The function `write_any` writes a single character unadorned to the output file.

In [21]:
def write_any(char):
    outfile.write(char)

We will be use the library [ply](https://ply.readthedocs.io/en/latest/ply.html) to translate $\LaTeX$ into 
<span style="font-variant:small-caps;">MathML</span>.
We only use the scanner that is provided by the module `ply.lex`. 
Hence we import the module `ply.lex` that contains the scanner generator from `ply`.

In [22]:
import ply.lex as lex

We have to declare all tokens below.  We will need tokens for the following parts of the $\LaTeX$ file:
 - The $\LaTeX$ file starts with the string `\documentclass{article}`.
 - Next, there is the string `\begin{document}` that starts the content.
 - The string &#92;`end{document}` ends the content.
 - The string `$$` starts and ends a formula that is displayed on a line by itself.
 - The string `$` starts and ends a formula that is displayed as part of the text.
 - The string `\sum\limits_{` starts the definition of a sum.
 - The string `\sqrt{` starts the definition of a square root.
 - The string `\frac{` starts the definition of a fraction.
 - A variable taken to a power starts something like `a^{`.
 - $\vdots$

In [23]:
tokens = [ 'HEAD',            # r'\\documentclass\{article\}'
           'BEGIN_DOCUMENT',  # r'\\begin\{document\}'
           'END_DOCUMENT',    # r'\\end\{document\}'
           'DOLLAR_DOLLAR',   # r'\$\$'
           'DOLLAR',          # r'\$'
           '...' # many more token declarations here
           'ANY',             # r'.|\n'
           'WS'               # r'[ \t]'
         ]

When we see a closing brace `}` things get difficult.  The reason is that we need to know what type of formula is being closed.
Is it a square root, the subscript of a sum, the superscript of a sum, or some part of a fraction.  My idea is to use a stack that is attached to the lexer, i.e. we have a variable `lexer.stack` that stores this information.

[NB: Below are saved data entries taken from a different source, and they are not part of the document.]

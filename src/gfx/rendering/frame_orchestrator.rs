//! Per-frame traversal: scene to draw calls
//!
//! Each frame runs `view update -> clear -> traverse and draw -> present`
//! in order. The next frame cannot begin before the previous one presented
//! because [`Frame`](crate::gfx::device::Frame) borrows the device context.

use cgmath::{Matrix4, Vector3};

use crate::{
    error::{EngineError, EngineResult},
    gfx::{
        assets::AssetCache,
        camera::ViewMatrices,
        device::DeviceContext,
        scene::{SceneObject, SceneView},
    },
};

use super::pipeline_manager::{BuiltinProgram, PipelineManager};

/// Scene user whose camera drives the view
pub const ACTIVE_USER: usize = 0;

pub const CLEAR_COLOR: wgpu::Color = wgpu::Color {
    r: 1.0,
    g: 0.0,
    b: 1.0,
    a: 1.0,
};

/// One object ready to draw
#[derive(Debug, Clone, Copy, PartialEq)]
pub struct DrawCall {
    pub world: Matrix4<f32>,
    pub mesh_index: usize,
}

impl From<SceneObject> for DrawCall {
    fn from(object: SceneObject) -> Self {
        Self {
            world: world_transform(object.position),
            mesh_index: object.mesh_index,
        }
    }
}

/// Object placement; scale and rotation stay identity
pub fn world_transform(position: Vector3<f32>) -> Matrix4<f32> {
    Matrix4::from_translation(position)
}

/// Walks every tile, then every object in it, in the scene's order
pub fn collect_draws<S: SceneView>(scene: &S) -> Vec<DrawCall> {
    scene
        .tiles()
        .flat_map(|tile| scene.objects(&tile).map(DrawCall::from).collect::<Vec<_>>())
        .collect()
}

/// Turns a scene into one presented frame
#[derive(Debug, Clone, Copy)]
pub struct FrameOrchestrator {
    clear_color: wgpu::Color,
    program: usize,
}

impl Default for FrameOrchestrator {
    fn default() -> Self {
        Self {
            clear_color: CLEAR_COLOR,
            program: BuiltinProgram::Simple.index(),
        }
    }
}

impl FrameOrchestrator {
    pub fn new() -> Self {
        Self::default()
    }

    pub fn program(&self) -> usize {
        self.program
    }

    pub fn clear_color(&self) -> wgpu::Color {
        self.clear_color
    }

    /// Renders and presents one frame of `scene`
    ///
    /// A failed draw skips the rest of the traversal. The draws recorded
    /// before it are still submitted and presented, the depth test is
    /// switched off, and the error is returned.
    ///
    /// # Returns
    /// Number of objects drawn
    pub fn render_scene<S: SceneView>(
        &self,
        scene: &S,
        context: &DeviceContext,
        assets: &AssetCache,
        pipelines: &mut PipelineManager,
        camera: &mut ViewMatrices,
    ) -> EngineResult<usize> {
        let user = scene
            .user(ACTIVE_USER)
            .ok_or(EngineError::NoActiveUser(ACTIVE_USER))?;
        camera.update_view(user.camera_position, user.camera_look_direction);

        let draws = collect_draws(scene);
        pipelines.begin_frame(draws.len());

        let mut frame = context.begin_scene(self.clear_color)?;

        context.turn_z_buffer_on();
        let view = camera.view();
        let projection = context.projection_matrix();
        let drawn = draws.iter().try_for_each(|draw| {
            let mesh = assets.model(draw.mesh_index);
            frame.bind_mesh(mesh);
            pipelines.render(
                self.program,
                &mut frame,
                draw.world,
                view,
                projection,
                mesh.index_count(),
            )
        });
        context.turn_z_buffer_off();

        present_after(drawn.map(|()| draws.len()), || context.end_scene(frame))
    }
}

/// Presents the frame whether or not its draws succeeded
///
/// Draws recorded before a failure stay in the submitted frame; the failure
/// is still handed back to the caller.
fn present_after<T>(drawn: EngineResult<T>, present: impl FnOnce()) -> EngineResult<T> {
    present();
    if let Err(err) = &drawn {
        log::error!("frame presented after a failed draw: {err}");
    }
    drawn
}

#[cfg(test)]
mod tests {
    use super::*;
    use crate::gfx::scene::TiledScene;
    use cgmath::Vector4;

    #[test]
    fn draws_follow_tile_then_object_order() {
        let mut scene = TiledScene::new();
        scene.add_object((2, 0), Vector3::new(5.0, 0.0, 0.0), 3);
        scene.add_object((0, 1), Vector3::new(1.0, 0.0, 0.0), 1);
        scene.add_object((0, 1), Vector3::new(2.0, 0.0, 0.0), 2);

        let meshes: Vec<_> = collect_draws(&scene).iter().map(|d| d.mesh_index).collect();
        assert_eq!(meshes, vec![1, 2, 3]);
    }

    #[test]
    fn world_transform_only_translates() {
        let world = world_transform(Vector3::new(1.0, 2.0, 3.0));
        let corner = world * Vector4::new(0.5, -0.5, 0.0, 1.0);
        assert_eq!(corner, Vector4::new(1.5, 1.5, 3.0, 1.0));

        let direction = world * Vector4::new(0.0, 1.0, 0.0, 0.0);
        assert_eq!(direction, Vector4::new(0.0, 1.0, 0.0, 0.0));
    }

    #[test]
    fn failed_draws_still_present() {
        let mut presented = 0;
        let result = present_after(
            Err::<usize, _>(EngineError::UniformSlotsExhausted { capacity: 2 }),
            || presented += 1,
        );
        assert_eq!(presented, 1);
        assert!(matches!(
            result,
            Err(EngineError::UniformSlotsExhausted { capacity: 2 })
        ));

        let result = present_after(Ok(3), || presented += 1);
        assert_eq!(presented, 2);
        assert_eq!(result.unwrap(), 3);
    }

    #[test]
    fn empty_scene_has_no_draws() {
        assert!(collect_draws(&TiledScene::new()).is_empty());
    }

    #[test]
    fn defaults_use_first_builtin_and_magenta() {
        let orchestrator = FrameOrchestrator::new();
        assert_eq!(orchestrator.program(), 0);
        assert_eq!(orchestrator.clear_color(), CLEAR_COLOR);
    }
}
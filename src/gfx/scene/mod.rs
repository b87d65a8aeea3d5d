//! # Scene Module
//!
//! The narrow interface between the engine and the host's scene storage.
//!
//! ## Key Components
//!
//! - [`SceneView`] - Query trait the frame orchestrator renders from
//! - [`TiledScene`] - A small tile-partitioned implementation of it
//! - [`ColorVertex`] - Position plus colour vertex consumed by the pipelines
//!
//! ## Usage
//!
//! ```no_run
//! use cgmath::Vector3;
//! use ubrot::gfx::scene::{SceneView, TiledScene};
//!
//! let mut scene = TiledScene::new();
//! scene.add_user(Vector3::new(0.0, 2.0, -5.0), Vector3::new(0.0, 0.0, 1.0));
//! scene.add_object((0, 0), Vector3::new(0.0, 0.0, 0.0), 0);
//! assert_eq!(scene.tiles().count(), 1);
//! ```

pub mod scene;
pub mod vertex;
pub mod view;

// Re-export main types
pub use scene::{TileKey, TiledScene};
pub use vertex::ColorVertex;
pub use view::{SceneObject, SceneView, User};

Furthermore, the scanner has two different states.  Either we are inside a formula, i.e. inside something that is enclosed in dollar symbols, or we are inside text that needs to be echoed unchanged to the output file.

In [24]:
states = [ ('formula', 'exclusive') ]

In [None]:
def t_HEAD(t):
    r'\\documentclass\{article\}'
    pass

In [None]:
def t_BEGIN_DOCUMENT(t):
    r'\\begin\{document\}'
    start_html()

In [None]:
def t_END_DOCUMENT(t):
    r'\\end\{document\}'
    end_html()

In [None]:
def t_DOLLAR_DOLLAR(t):
    r'\$\$'
    t.lexer.begin('formula')
    t.lexer.stack = []
    t.lexer.stack.append('INITIAL')
    start_math_block()

In [None]:
def t_DOLLAR(t):
    r'\$'
    t.lexer.begin('formula')
    t.lexer.stack = []
    t.lexer.stack.append('INITIAL')
    start_math_inline()

In [None]:
def t_ANY(t):
    r'.|\n'
    write_any(t.value)

In [None]:
def t_formula_DOLLAR_DOLLAR(t):
    r'\$\$'
    t.lexer.begin('INITIAL')
    end_math()

In [None]:
def t_formula_DOLLAR(t):
    r'\$'
    t.lexer.begin('INITIAL')
    end_math()

$\cdots$ lots of token definitions $\cdots$

In [None]:
def formula_LEQ(t):
    r'\\leq'
    write_leq()

In [None]:
def t_formula_GEQ(t):
    r'\\geq'
    write_geq()    

In [None]:
def t_formula_PI(t):
    r'\\pi'
    write_pi()

In [None]:
def t_formula_OPERATOR(t):
    r'[.,()+<>=-]'
    write_operator(t.value)

In [None]:
def t_formula_WS(t):
    r'[ \t]'
    pass

In [None]:
def t_formula_error(t):
    print(f"Illegal character in state 'formula': '{t.value[0]}'")
    t.lexer.skip(1)

The line below is necessary to trick `ply.lex` into assuming this program is written in an ordinary python file instead of a *Jupyter notebook*.

In [None]:
__file__ = 'main'

The line below generates the scanner.

In [None]:
lexer = lex.lex(debug=True)

Next, we feed our input string into the generated scanner.

In [None]:
lexer.input(data)

In order to scan the data that we provided in the last line, we iterate over all tokens generated by our scanner.

In [None]:
def scan(lexer):
    for t in lexer:
        pass

In [None]:
scan(lexer)

In [None]:
outfile.close()

Now you should be able to see a file with the name `example.html` in your current durectory.

In [None]:
!start 'example.html'